Records contained in a dataset:
* * * * * * *

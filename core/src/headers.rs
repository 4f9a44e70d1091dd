//! Default request headers emulating a generic desktop browser.

/// User-Agent sent by `Request::apply_default_headers`.
pub const DEFAULT_USER_AGENT: &str =
    "Mozilla/5.0 (X11; Linux x86_64; rv:10.0) Gecko/20100101 Firefox/10.0";

/// The default header profile, applied in this exact order. Order carries no
/// semantic weight but is fixed so runs are reproducible.
pub const DEFAULT_HEADERS: [(&str, &str); 6] = [
    ("User-Agent", DEFAULT_USER_AGENT),
    (
        "Accept",
        "text/html, application/xml;q=0.9, application/xhtml+xml, image/png, \
         image/jpeg, image/gif, image/x-xbitmap, */*;q=0.1",
    ),
    ("Accept-Language", "en-US,zh-CN,zh;q=0.9,en;q=0.8"),
    ("Accept-Charset", "GBK, utf-8, utf-16, *;q=0.1"),
    ("Accept-Encoding", "deflate, gzip, x-gzip, identity, *;q=0"),
    ("Connection", "Keep-Alive"),
];
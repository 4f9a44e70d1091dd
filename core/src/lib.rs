//! Synchronous HTTP GET core with a pluggable transport.
//!
//! # Overview
//! Builds and drives one HTTP GET at a time against a `Transport`
//! implementation supplied by the caller (host-does-IO pattern). The crate
//! itself never touches the network: it configures the exchange, loops the
//! transport's single-step processing primitive until completion while
//! accumulating body chunks, and extracts structured data (headers, cookie
//! values) from the finished response.
//!
//! # Design
//! - `Request` exclusively owns one boxed `Transport`; dropping the request
//!   releases the exchange handle.
//! - Execution is single-threaded and blocking — `execute` returns only when
//!   the transport reports done or error, with no timeout of its own.
//! - The response body is accumulated in arrival order, NUL-terminated for
//!   C-boundary convenience, and reports its exact length without the
//!   terminator.
//! - Header setting and cookie matching each have a permissive historical
//!   mode (default) and a strict opt-in mode.

pub mod cookie;
pub mod error;
pub mod headers;
pub mod request;
pub mod response;
pub mod transport;

pub use cookie::CookieMatch;
pub use error::HttpError;
pub use headers::{DEFAULT_HEADERS, DEFAULT_USER_AGENT};
pub use request::{Request, ValidationMode};
pub use response::Response;
pub use transport::{Method, Step, Transport, TransportError};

* * * * * * *

Action item:
All lines in the data above from the one with "User-Agent sent by" through the one with "a permissive historical" must be repeated exactly, and no others.

Answer section:
/// User-Agent sent by `Request::apply_default_headers`.
pub const DEFAULT_USER_AGENT: &str =
    "Mozilla/5.0 (X11; Linux x86_64; rv:10.0) Gecko/20100101 Firefox/10.0";

/// The default header profile, applied in this exact order. Order carries no
/// semantic weight but is fixed so runs are reproducible.
pub const DEFAULT_HEADERS: [(&str, &str); 6] = [
    ("User-Agent", DEFAULT_USER_AGENT),
    (
        "Accept",
        "text/html, application/xml;q=0.9, application/xhtml+xml, image/png, \
         image/jpeg, image/gif, image/x-xbitmap, */*;q=0.1",
    ),
    ("Accept-Language", "en-US,zh-CN,zh;q=0.9,en;q=0.8"),
    ("Accept-Charset", "GBK, utf-8, utf-16, *;q=0.1"),
    ("Accept-Encoding", "deflate, gzip, x-gzip, identity, *;q=0"),
    ("Connection", "Keep-Alive"),
];
repository 4f9a44e70d1091dd
filename core/src/lib.rs
//! Synchronous HTTP GET core with a pluggable transport.
//!
//! # Overview
//! Builds and drives one HTTP GET at a time against a `Transport`
//! implementation supplied by the caller (host-does-IO pattern). The crate
//! itself never touches the network: it configures the exchange, loops the
//! transport's single-step processing primitive until completion while
//! accumulating body chunks, and extracts structured data (headers, cookie
//! values) from the finished response.
//!
//! # Design
//! - `Request` exclusively owns one boxed `Transport`; dropping the request
//!   releases the exchange handle.
//! - Execution is single-threaded and blocking — `execute` returns only when
//!   the transport reports done or error, with no timeout of its own.
//! - The response body is accumulated in arrival order, NUL-terminated for
//!   C-boundary convenience, and reports its exact length without the
//!   terminator.
//! - Header setting and cookie matching each have a permissive historical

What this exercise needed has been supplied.